**What is needed:**
Wherever the string "number" appears in the entries below, return the line that holds it.

(Stored items from a collection)
■ ■ ■ ■ ■

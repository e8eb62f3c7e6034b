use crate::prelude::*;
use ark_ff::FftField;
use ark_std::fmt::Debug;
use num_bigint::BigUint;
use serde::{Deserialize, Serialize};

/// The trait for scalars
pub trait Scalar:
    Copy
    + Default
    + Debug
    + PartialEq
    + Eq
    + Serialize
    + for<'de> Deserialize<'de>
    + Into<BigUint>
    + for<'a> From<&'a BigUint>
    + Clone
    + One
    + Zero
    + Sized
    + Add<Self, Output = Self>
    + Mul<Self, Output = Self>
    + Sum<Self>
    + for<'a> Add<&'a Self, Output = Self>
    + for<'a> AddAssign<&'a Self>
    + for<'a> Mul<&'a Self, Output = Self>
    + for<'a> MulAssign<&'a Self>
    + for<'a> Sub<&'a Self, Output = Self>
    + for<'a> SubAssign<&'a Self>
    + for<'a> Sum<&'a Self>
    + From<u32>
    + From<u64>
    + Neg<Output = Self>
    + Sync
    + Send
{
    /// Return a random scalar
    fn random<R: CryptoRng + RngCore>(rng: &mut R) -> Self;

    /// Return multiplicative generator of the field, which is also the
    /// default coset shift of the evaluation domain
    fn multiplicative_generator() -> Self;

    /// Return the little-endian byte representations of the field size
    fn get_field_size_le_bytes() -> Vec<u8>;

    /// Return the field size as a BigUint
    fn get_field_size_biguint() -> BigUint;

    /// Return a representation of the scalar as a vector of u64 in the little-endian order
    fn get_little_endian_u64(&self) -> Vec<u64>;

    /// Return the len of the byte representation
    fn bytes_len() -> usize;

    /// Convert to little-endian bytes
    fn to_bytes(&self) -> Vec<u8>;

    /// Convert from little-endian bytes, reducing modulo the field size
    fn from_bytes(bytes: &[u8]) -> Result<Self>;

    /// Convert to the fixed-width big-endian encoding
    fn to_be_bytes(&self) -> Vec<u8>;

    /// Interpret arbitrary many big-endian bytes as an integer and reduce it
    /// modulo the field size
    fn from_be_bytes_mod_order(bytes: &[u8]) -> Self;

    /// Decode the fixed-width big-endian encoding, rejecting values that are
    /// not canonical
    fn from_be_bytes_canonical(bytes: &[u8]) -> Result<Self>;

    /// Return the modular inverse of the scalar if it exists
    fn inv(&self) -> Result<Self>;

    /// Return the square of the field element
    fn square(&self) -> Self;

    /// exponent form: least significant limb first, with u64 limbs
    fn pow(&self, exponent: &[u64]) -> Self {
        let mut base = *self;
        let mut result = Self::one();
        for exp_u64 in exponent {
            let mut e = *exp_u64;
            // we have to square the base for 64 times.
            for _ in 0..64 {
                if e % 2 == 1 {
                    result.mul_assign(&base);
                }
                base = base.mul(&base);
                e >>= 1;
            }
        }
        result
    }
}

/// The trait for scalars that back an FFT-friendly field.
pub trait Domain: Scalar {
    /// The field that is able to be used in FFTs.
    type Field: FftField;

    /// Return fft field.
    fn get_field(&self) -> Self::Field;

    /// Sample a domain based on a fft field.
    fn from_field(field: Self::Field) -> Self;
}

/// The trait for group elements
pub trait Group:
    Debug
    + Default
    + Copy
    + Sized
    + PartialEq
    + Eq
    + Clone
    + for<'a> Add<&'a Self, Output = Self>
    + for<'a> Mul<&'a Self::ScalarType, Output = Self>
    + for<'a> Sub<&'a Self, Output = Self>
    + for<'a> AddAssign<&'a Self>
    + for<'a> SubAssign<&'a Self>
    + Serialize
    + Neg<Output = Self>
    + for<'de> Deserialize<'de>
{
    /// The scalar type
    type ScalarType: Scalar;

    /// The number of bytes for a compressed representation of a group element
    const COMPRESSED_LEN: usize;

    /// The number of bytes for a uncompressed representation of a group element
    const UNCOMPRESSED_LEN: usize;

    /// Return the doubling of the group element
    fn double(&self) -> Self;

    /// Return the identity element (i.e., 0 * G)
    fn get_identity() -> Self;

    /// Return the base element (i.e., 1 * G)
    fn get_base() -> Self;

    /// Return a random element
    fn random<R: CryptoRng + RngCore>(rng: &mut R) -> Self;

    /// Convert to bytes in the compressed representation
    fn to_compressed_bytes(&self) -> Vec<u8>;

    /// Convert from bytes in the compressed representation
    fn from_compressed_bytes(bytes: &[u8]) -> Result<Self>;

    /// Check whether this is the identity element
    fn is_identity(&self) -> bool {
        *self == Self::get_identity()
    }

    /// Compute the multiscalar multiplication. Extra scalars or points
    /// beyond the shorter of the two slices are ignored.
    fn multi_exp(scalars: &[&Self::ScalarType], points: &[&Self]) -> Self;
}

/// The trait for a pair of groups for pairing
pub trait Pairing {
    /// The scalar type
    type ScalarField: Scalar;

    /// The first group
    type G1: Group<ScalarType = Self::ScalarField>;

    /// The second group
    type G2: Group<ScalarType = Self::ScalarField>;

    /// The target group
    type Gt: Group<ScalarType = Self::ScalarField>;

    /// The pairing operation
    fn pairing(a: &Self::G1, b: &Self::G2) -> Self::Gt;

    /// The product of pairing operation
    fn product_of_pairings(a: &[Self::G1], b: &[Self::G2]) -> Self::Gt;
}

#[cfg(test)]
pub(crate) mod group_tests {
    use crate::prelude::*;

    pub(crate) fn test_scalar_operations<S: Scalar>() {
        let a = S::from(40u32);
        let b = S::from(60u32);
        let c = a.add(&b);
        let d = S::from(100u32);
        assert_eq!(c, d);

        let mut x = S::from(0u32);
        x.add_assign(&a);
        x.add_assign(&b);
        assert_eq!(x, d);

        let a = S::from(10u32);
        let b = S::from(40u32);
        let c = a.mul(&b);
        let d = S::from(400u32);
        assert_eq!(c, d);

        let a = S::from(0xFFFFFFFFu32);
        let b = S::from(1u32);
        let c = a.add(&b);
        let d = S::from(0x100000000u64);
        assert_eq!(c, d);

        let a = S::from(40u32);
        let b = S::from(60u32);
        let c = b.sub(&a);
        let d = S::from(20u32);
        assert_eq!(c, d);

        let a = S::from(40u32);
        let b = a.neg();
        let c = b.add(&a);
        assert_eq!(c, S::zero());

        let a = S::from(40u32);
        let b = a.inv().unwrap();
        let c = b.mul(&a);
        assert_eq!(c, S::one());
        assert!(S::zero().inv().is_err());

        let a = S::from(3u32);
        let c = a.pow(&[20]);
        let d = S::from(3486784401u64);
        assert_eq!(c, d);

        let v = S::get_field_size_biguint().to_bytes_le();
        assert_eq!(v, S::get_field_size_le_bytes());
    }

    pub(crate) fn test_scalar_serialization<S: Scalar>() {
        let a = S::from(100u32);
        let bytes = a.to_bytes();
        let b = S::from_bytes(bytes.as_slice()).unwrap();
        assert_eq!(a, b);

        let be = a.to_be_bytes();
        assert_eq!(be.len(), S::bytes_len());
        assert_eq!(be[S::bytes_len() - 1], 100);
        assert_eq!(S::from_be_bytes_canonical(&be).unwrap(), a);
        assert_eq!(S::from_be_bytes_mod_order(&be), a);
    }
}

■ ■ ■ ■ ■

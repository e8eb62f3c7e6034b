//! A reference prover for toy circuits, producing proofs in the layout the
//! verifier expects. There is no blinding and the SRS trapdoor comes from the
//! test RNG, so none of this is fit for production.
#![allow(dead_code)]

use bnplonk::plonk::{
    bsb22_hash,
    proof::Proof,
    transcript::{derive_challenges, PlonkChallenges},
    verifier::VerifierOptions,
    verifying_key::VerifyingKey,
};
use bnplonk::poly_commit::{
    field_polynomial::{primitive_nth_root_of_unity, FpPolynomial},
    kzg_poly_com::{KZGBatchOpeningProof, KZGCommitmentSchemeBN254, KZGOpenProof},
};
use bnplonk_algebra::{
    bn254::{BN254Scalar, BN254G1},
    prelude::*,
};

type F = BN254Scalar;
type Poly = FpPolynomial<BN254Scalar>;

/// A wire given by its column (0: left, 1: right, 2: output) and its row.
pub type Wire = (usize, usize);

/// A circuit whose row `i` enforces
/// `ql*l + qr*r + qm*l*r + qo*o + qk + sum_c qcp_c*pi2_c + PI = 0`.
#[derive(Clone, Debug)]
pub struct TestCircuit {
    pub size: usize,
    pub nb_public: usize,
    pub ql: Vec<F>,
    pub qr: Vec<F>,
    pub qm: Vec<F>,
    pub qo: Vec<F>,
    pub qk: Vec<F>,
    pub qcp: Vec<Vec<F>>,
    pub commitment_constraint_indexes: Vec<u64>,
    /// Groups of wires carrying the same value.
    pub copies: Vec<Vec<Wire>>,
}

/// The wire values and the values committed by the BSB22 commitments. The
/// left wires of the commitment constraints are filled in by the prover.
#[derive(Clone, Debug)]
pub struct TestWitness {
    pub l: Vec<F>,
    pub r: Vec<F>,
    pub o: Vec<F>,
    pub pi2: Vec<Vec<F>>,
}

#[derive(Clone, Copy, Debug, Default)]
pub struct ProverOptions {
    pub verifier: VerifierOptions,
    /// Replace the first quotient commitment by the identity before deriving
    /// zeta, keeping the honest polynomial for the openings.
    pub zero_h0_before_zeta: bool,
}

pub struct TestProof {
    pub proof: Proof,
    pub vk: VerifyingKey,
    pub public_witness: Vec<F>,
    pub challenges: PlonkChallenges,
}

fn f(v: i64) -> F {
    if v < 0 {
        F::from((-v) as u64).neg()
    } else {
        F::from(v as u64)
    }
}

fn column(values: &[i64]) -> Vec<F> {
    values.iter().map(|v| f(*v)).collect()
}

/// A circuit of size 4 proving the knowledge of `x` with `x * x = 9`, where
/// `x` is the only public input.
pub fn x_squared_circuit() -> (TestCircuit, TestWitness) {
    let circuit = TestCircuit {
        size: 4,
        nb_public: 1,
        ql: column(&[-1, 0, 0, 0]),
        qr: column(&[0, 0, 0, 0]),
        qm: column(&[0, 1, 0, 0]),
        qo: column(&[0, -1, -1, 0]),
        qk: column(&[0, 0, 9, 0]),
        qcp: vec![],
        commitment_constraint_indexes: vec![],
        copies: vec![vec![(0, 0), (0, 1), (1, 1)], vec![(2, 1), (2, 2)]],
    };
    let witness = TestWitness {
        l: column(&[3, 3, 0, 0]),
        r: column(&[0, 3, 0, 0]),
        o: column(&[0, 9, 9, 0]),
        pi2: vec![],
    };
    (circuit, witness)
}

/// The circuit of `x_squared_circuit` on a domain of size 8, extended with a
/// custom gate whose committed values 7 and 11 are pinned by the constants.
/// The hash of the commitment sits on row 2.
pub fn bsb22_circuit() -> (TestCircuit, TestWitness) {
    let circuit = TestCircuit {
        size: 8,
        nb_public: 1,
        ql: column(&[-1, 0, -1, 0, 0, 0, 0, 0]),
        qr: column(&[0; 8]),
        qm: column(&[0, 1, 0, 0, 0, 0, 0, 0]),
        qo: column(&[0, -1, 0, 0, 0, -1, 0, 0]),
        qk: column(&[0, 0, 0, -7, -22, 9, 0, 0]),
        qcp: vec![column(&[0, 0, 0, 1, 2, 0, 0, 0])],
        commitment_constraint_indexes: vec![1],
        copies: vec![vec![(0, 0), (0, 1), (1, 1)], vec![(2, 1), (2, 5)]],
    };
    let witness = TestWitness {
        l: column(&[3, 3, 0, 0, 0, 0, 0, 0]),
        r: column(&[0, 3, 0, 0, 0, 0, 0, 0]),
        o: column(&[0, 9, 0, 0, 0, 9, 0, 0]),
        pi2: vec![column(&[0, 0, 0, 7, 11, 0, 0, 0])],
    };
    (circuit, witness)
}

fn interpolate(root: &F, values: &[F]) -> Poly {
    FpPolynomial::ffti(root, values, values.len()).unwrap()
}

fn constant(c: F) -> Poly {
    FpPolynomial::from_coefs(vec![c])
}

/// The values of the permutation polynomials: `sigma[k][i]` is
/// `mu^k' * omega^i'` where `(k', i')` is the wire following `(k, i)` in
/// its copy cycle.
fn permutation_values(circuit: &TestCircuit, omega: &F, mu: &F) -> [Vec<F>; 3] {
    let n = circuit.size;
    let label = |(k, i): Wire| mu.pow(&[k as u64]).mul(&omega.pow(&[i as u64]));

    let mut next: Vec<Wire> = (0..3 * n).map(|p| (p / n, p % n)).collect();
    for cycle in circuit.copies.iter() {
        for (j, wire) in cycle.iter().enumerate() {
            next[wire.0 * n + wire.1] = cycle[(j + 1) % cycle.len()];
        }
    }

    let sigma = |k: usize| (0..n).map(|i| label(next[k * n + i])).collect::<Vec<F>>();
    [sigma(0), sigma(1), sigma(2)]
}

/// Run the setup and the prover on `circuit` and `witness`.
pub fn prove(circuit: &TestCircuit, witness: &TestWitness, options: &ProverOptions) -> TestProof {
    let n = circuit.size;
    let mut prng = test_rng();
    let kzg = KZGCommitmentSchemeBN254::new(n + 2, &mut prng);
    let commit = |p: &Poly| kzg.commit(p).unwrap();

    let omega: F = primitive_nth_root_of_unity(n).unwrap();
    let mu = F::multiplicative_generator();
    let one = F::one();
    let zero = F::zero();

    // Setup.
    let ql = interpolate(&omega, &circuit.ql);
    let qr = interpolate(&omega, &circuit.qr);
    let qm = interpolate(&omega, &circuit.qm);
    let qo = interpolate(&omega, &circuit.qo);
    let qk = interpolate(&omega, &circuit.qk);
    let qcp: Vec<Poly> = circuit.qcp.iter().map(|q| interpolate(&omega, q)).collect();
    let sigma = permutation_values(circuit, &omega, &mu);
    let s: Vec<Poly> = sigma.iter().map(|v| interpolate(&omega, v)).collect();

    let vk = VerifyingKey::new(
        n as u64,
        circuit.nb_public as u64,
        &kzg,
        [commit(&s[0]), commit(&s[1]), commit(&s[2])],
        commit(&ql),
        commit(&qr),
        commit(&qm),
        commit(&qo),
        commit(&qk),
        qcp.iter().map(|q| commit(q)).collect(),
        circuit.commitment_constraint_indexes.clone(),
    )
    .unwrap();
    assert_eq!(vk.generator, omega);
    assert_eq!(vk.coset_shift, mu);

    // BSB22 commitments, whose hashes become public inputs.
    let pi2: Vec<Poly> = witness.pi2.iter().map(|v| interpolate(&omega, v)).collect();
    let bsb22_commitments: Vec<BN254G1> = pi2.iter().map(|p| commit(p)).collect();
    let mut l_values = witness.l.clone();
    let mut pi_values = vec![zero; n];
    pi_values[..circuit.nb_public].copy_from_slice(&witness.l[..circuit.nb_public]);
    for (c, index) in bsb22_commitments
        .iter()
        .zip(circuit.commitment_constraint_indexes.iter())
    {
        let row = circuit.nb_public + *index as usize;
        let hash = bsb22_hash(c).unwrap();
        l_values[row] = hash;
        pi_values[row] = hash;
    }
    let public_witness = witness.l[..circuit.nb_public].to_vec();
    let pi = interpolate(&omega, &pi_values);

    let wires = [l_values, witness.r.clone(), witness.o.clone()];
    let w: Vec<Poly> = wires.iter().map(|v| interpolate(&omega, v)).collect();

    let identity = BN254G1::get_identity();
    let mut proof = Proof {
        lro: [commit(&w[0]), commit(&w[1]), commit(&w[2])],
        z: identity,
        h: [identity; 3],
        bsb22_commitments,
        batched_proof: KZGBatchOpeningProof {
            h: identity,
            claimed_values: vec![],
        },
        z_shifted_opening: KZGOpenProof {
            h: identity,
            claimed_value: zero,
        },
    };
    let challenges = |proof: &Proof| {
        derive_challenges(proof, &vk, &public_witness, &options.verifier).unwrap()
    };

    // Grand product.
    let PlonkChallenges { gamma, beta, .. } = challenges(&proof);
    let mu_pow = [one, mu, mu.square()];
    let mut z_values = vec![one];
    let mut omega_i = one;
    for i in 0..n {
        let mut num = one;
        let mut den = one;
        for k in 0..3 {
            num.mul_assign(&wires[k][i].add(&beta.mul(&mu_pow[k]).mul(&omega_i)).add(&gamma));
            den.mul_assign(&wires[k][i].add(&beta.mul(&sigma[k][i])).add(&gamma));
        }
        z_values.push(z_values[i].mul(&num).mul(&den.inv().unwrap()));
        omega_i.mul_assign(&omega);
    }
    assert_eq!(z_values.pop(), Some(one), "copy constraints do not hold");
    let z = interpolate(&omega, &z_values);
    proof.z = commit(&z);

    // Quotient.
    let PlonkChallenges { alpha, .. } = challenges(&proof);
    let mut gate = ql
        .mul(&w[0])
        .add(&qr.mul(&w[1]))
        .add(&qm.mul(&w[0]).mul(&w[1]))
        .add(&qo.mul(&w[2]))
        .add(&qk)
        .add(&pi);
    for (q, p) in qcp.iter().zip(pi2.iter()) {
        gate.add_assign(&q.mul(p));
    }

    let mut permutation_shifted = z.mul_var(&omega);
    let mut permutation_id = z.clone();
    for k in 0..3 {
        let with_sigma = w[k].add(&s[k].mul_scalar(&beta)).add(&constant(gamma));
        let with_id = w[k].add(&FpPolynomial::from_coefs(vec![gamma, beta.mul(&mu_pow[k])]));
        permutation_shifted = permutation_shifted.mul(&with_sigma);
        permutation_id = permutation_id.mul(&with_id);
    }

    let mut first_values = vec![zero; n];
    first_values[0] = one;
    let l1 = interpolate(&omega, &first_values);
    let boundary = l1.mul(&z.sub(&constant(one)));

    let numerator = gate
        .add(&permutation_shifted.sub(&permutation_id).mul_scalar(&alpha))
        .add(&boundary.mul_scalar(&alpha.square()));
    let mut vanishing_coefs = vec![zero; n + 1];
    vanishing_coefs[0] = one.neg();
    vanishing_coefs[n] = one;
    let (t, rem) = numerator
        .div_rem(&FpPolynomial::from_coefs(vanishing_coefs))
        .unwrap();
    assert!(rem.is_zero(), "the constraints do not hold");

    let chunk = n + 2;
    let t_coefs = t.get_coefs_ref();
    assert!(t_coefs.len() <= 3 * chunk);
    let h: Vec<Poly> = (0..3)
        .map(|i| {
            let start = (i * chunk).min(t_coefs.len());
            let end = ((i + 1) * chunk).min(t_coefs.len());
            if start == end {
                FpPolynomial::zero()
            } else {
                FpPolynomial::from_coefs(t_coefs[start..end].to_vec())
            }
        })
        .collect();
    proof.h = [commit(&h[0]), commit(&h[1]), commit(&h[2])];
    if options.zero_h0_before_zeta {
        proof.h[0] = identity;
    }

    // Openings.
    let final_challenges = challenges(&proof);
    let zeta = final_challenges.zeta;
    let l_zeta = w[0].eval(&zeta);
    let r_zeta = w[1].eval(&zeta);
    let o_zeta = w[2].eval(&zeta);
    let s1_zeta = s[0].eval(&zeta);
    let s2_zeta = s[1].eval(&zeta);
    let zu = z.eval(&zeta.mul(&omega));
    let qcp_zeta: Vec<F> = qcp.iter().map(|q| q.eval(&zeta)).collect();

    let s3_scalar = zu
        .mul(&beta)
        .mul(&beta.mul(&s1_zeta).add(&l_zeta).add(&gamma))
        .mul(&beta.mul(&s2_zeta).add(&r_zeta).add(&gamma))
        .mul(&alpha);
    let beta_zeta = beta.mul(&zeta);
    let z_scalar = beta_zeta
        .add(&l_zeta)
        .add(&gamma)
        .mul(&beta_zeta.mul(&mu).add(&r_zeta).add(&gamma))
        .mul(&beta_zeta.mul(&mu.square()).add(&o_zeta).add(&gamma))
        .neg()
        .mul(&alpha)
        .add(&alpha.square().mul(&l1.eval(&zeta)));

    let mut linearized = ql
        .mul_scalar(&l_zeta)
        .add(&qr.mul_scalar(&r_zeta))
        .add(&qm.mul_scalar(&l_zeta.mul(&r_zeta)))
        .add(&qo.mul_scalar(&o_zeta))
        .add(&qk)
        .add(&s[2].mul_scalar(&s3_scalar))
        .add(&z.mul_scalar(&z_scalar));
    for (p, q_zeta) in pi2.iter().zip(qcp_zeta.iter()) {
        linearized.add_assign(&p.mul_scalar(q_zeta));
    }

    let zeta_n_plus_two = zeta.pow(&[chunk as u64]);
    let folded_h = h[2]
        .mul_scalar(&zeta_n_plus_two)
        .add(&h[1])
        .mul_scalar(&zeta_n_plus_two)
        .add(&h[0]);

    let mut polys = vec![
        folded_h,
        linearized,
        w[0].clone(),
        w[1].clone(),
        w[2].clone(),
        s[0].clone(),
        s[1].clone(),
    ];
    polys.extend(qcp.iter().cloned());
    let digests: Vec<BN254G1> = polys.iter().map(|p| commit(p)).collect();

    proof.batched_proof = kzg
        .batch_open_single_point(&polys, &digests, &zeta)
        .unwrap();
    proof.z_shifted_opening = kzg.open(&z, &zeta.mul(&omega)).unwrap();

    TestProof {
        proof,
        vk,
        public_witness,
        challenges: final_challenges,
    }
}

■ ■ ■ ■ ■

**Task answer:**
    /// The number of bytes for a compressed representation of a group element
    /// The number of bytes for a uncompressed representation of a group element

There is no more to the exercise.